25 Kasım 2010 Perşembe

yitik ruhlar pazarı


günlerden siyahtı. ne zaman kurulduğunu bilmediğim bir pazarın ortasında, bana benzemeyen bir sürü insanın arasında yürüyordum. geri dönmem ya da ileriye gidebilmem için kaybettiğim ruhumu, ölü tezgahlarda serilmiş ruhların hemen hepsini denemek pahasına da olsa mutlaka bulmalıydım. zamanım azalıyordu, karanlık her şeyi yutmadan önce ruhumu tekrar elde etmeli ve daha önce gelmediğim bu yerden sonsuza kadar gitmeliydim. meleklerin arasına yükselmeyi pek istemiyordum, aralarında sıkılacağımı ve yabanileşeceğimi bilyordum; insanlar, tüm kusurları ve hırslarıyla bana biraz daha yakındı. onların arasında kendimi evdeymiş gibi hissediyordum, günlere isim veren, zamanı bölen, sayılarla anlamaya çalışan ve bir şeyleri kendilerine göre uydurmaya çalışırken hayatlarını tüketen onlardı fakat yine de meleklerden daha fazla bana benziyorlardı. ruhumu karanlık bir gecede, çıkmaz bir sokağın hemen başında bir anda nereden geldiklerini çıkaramadığım yüzü olmayan nöbetçilere kaptırdığımdan beri geceler boyunca iz sürmüştüm. isimsiz denizlerin kenarından geçip ışığın bile giremeyeceği karanlık geçitlere dalmıştım. sahip olduğum tek şeyi geri almak için zamanım biterken, hayat elini üzerimden çekmeye başlarken bir an olsun dinlenmemiştim.
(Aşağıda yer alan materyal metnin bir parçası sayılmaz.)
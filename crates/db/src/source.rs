use async_trait::async_trait;

use joinery_core::cpq::bootstrap::ConfigBootstrap;
use joinery_core::cpq::source::{PricingConfigSource, StoreConfigStore};
use joinery_core::domain::commission::{CommissionRole, CommissionTier};
use joinery_core::domain::store::{StoreConfig, StoreId};
use joinery_core::errors::ApplicationError;

use crate::repositories::{
    CommissionTierRepository, InMemoryCommissionTierRepository, InMemoryStoreConfigRepository,
    SqlCommissionTierRepository, SqlStoreConfigRepository,
};
use crate::DbPool;

/// [`PricingConfigSource`] backed by a store config repository and a tier
/// repository, with bootstrap on first read.
pub struct RepositoryConfigSource<S, T> {
    store_configs: S,
    tiers: T,
    bootstrap: ConfigBootstrap,
}

pub type SqlPricingConfigSource =
    RepositoryConfigSource<SqlStoreConfigRepository, SqlCommissionTierRepository>;

pub type InMemoryPricingConfigSource =
    RepositoryConfigSource<InMemoryStoreConfigRepository, InMemoryCommissionTierRepository>;

impl<S, T> RepositoryConfigSource<S, T> {
    pub fn new(store_configs: S, tiers: T, bootstrap: ConfigBootstrap) -> Self {
        Self { store_configs, tiers, bootstrap }
    }

    pub fn store_configs(&self) -> &S {
        &self.store_configs
    }

    pub fn tiers(&self) -> &T {
        &self.tiers
    }
}

impl SqlPricingConfigSource {
    pub fn from_pool(pool: DbPool, bootstrap: ConfigBootstrap) -> Self {
        Self::new(
            SqlStoreConfigRepository::new(pool.clone()),
            SqlCommissionTierRepository::new(pool),
            bootstrap,
        )
    }
}

impl InMemoryPricingConfigSource {
    pub fn in_memory(bootstrap: ConfigBootstrap) -> Self {
        Self::new(
            InMemoryStoreConfigRepository::default(),
            InMemoryCommissionTierRepository::default(),
            bootstrap,
        )
    }
}

#[async_trait]
impl<S, T> PricingConfigSource for RepositoryConfigSource<S, T>
where
    S: StoreConfigStore,
    T: CommissionTierRepository,
{
    async fn get_or_create_store_config(
        &self,
        store_id: &StoreId,
    ) -> Result<StoreConfig, ApplicationError> {
        self.bootstrap.resolve(&self.store_configs, store_id).await
    }

    async fn get_commission_tiers(
        &self,
        store_id: &StoreId,
        role: CommissionRole,
    ) -> Result<Vec<CommissionTier>, ApplicationError> {
        Ok(self.tiers.list(store_id, role).await?)
    }
}

#[cfg(test)]
mod tests {
    use std::sync::Arc;

    use rust_decimal::Decimal;
    use sqlx::Row;

    use joinery_core::cpq::bootstrap::ConfigBootstrap;
    use joinery_core::cpq::source::PricingConfigSource;
    use joinery_core::cpq::QuotePricer;
    use joinery_core::domain::commission::{CommissionRole, CommissionTier, TierTable};
    use joinery_core::domain::quote::{QuotePricingInput, SellerId};
    use joinery_core::domain::store::{StoreDefaults, StoreId};
    use joinery_core::errors::ApplicationError;

    use super::{InMemoryPricingConfigSource, SqlPricingConfigSource};
    use crate::repositories::{CommissionTierRepository, StoreConfigRepository};
    use crate::{connect_with_settings, migrations, DbPool};

    async fn pool() -> DbPool {
        let pool = connect_with_settings("sqlite::memory:", 1, 30).await.expect("connect");
        migrations::run_pending(&pool).await.expect("migrations");
        pool
    }

    #[tokio::test]
    async fn concurrent_first_access_creates_exactly_one_row() {
        let pool = pool().await;
        let source = Arc::new(SqlPricingConfigSource::from_pool(
            pool.clone(),
            ConfigBootstrap::default(),
        ));
        let store = StoreId("store-race".into());

        let mut handles = Vec::new();
        for _ in 0..8 {
            let source = Arc::clone(&source);
            let store = store.clone();
            handles.push(tokio::spawn(async move {
                source.get_or_create_store_config(&store).await
            }));
        }

        let mut configs = Vec::new();
        for handle in handles {
            configs.push(handle.await.expect("join").expect("config"));
        }

        assert!(configs.windows(2).all(|pair| pair[0] == pair[1]));
        let rows = sqlx::query("SELECT COUNT(*) AS count FROM store_config WHERE store_id = ?")
            .bind(&store.0)
            .fetch_one(&pool)
            .await
            .expect("count")
            .get::<i64, _>("count");
        assert_eq!(rows, 1);
    }

    #[tokio::test]
    async fn in_memory_source_bootstraps_once_under_concurrency() {
        let source = Arc::new(InMemoryPricingConfigSource::in_memory(ConfigBootstrap::default()));
        let store = StoreId("store-1".into());

        let mut handles = Vec::new();
        for _ in 0..16 {
            let source = Arc::clone(&source);
            let store = store.clone();
            handles.push(tokio::spawn(async move {
                source.get_or_create_store_config(&store).await
            }));
        }
        for handle in handles {
            handle.await.expect("join").expect("config");
        }

        let found = source.store_configs().find(&store).await.expect("find");
        assert!(found.is_some());
    }

    #[tokio::test]
    async fn configured_defaults_are_used_for_new_stores() {
        let mut defaults = StoreDefaults::default();
        defaults.factory_cost_rate = Decimal::new(33, 2);
        let source =
            SqlPricingConfigSource::from_pool(pool().await, ConfigBootstrap::new(true, defaults));

        let config =
            source.get_or_create_store_config(&StoreId("store-1".into())).await.expect("config");

        assert_eq!(config.factory_cost_rate, Decimal::new(33, 2));
    }

    #[tokio::test]
    async fn disabled_bootstrap_reports_missing_config() {
        let source = SqlPricingConfigSource::from_pool(
            pool().await,
            ConfigBootstrap::new(false, StoreDefaults::default()),
        );

        let error = source
            .get_or_create_store_config(&StoreId("store-1".into()))
            .await
            .expect_err("no config");
        assert!(matches!(error, ApplicationError::ConfigurationMissing { .. }));
    }

    #[tokio::test]
    async fn pricing_through_sql_source_does_not_advance_numbering() {
        let source = SqlPricingConfigSource::from_pool(pool().await, ConfigBootstrap::default());
        let store = StoreId("store-1".into());
        let table = TierTable::new(vec![CommissionTier {
            order: 1,
            min_value: Decimal::ZERO,
            max_value: None,
            rate: Decimal::new(5, 2),
        }])
        .expect("valid");
        source.tiers().replace(&store, CommissionRole::Seller, &table).await.expect("tiers");

        let pricer = QuotePricer::new(source);
        let input =
            QuotePricingInput::new(store.clone(), SellerId("seller-1".into()), Decimal::from(10_000));

        let first = pricer.price_quote(&input).await.expect("price");
        let second = pricer.price_quote(&input).await.expect("price");

        assert_eq!(first, second);
        assert_eq!(first.costs.seller_commission, Decimal::from(500));
        let stored =
            pricer.source().store_configs().find(&store).await.expect("find").expect("exists");
        assert_eq!(stored.next_number, 1);
    }
}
bu amansız takip, beni daha önce birkaç kere adını duyduğum yitik ruhlar pazarı'na getirmişti. hiçbir şeyin ucu bucağı gözükmüyordu, ışık bile ileride uzanan dağların ardına saklandığından sadece yüzüme çarpan rüzgarı anlayabiliyordum. tezgahların yanında dolaşıp benden çalındıktan sonra takas edilmiş ya da satılmış ruhuma bakmaya başladım. bulsam bile nasıl geri alacağımı bilmiyordum, yanımda takas edebileceğim başka bir ruh yoktu. başkasından çalmak için onca yolu geri dönmek de istemiyordum, belki ruhuma karşılık bedenimi bir tezgahta aylarca çalıştırabilir ve ödeştikten sonra da geri dönebilirdim. evimi ve rutin hayatımı özlemiştim. benim gibi bir sürü insan vardı kayıp ya da çalıntı ruhunu arayan, yalvaran ve kendi ruhu karşılığında beş tane çocuk ruhunu hemen ödemeye hazır olan. çocuğunun çalınmış ruhunu yaşlı gözlerle arayan annelerin çığlıkları çevreliyordu pazarı, gözlerinin yerine iki kara çukur yerleştirilmiş gibiydi. 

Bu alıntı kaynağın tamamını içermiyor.